> [Work required]:
Lines with the word "made" are the ones wanted. Copy each of them from the entries below.

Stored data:
- - - - - - -

//! The shape-level drawing API
//!
//! `DrawContext` is what a painter talks to: paint-state mutators, the
//! transform stack, and the primitive calls. All coordinates are in world
//! space and are mapped through the *current* matrix when the call is made.

use crate::color::Color;
use crate::error::GalError;
use crate::geometry::{Point, Vec2};
use crate::matrix::Matrix3x3;
use crate::paint::{FillRule, LineCap, LineJoin, PaintState};

slotmap::new_key_type! {
    /// Opaque handle of a cached group of tessellated draw calls.
    ///
    /// Handles are generational: a handle outlives the group it named without
    /// ever aliasing a newer group.
    pub struct GroupId;
}

pub trait DrawContext {
    // === Paint state ===

    fn paint(&self) -> &PaintState;

    fn paint_mut(&mut self) -> &mut PaintState;

    fn set_fill_enabled(&mut self, enabled: bool) {
        self.paint_mut().fill_enabled = enabled;
    }

    fn set_stroke_enabled(&mut self, enabled: bool) {
        self.paint_mut().stroke_enabled = enabled;
    }

    fn set_fill_color(&mut self, color: Color) {
        self.paint_mut().fill_color = color;
    }

    fn set_stroke_color(&mut self, color: Color) {
        self.paint_mut().stroke_color = color;
    }

    fn set_background_color(&mut self, color: Color) {
        self.paint_mut().background_color = color;
    }

    fn set_line_width(&mut self, width: f64) {
        self.paint_mut().line_width = width.max(0.0);
    }

    fn line_width(&self) -> f64 {
        self.paint().line_width
    }

    fn set_line_cap(&mut self, cap: LineCap) {
        self.paint_mut().line_cap = cap;
    }

    fn set_line_join(&mut self, join: LineJoin) {
        self.paint_mut().line_join = join;
    }

    fn set_fill_rule(&mut self, rule: FillRule) {
        self.paint_mut().fill_rule = rule;
    }

    fn set_layer_depth(&mut self, depth: f64) {
        self.paint_mut().layer_depth = depth;
    }

    // === Transforms ===

    /// Post-multiplies the current matrix
    fn transform(&mut self, matrix: &Matrix3x3);

    fn current_matrix(&self) -> Matrix3x3;

    fn save(&mut self);

    fn restore(&mut self) -> Result<(), GalError>;

    fn translate(&mut self, v: Vec2) {
        self.transform(&Matrix3x3::translation(v));
    }

    fn rotate(&mut self, angle: f64) {
        self.transform(&Matrix3x3::rotation(angle));
    }

    fn scale(&mut self, v: Vec2) {
        self.transform(&Matrix3x3::scale(v));
    }

    // === Primitives ===

    fn draw_line(&mut self, start: Point, end: Point);

    fn draw_polyline(&mut self, points: &[Point]);

    fn draw_circle(&mut self, center: Point, radius: f64);

    /// Counter-clockwise arc from `start_angle` to `end_angle` (radians)
    fn draw_arc(&mut self, center: Point, radius: f64, start_angle: f64, end_angle: f64);

    /// Rectangle spanned by two opposite corners
    fn draw_rectangle(&mut self, start: Point, end: Point);

    fn draw_polygon(&mut self, points: &[Point]);

    /// Polygon made of several contours (outlines and holes)
    fn draw_poly_contours(&mut self, contours: &[Vec<Point>]);

    /// Cubic Bezier curve
    fn draw_curve(&mut self, start: Point, control_a: Point, control_b: Point, end: Point);
}

/// Recording and replay of cached groups
pub trait GroupContext {
    /// Opens a new group; subsequent draw calls are recorded into it
    fn begin_group(&mut self) -> Result<GroupId, GalError>;

    fn end_group(&mut self) -> Result<(), GalError>;

    /// Replays a recorded group; stale handles are ignored
    fn draw_group(&mut self, group: GroupId);

    fn delete_group(&mut self, group: GroupId);

    fn is_group_valid(&self, group: GroupId) -> bool;
}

- - - - - - -

> [Reply]:
//! space and are mapped through the *current* matrix when the call is made.
    /// Polygon made of several contours (outlines and holes)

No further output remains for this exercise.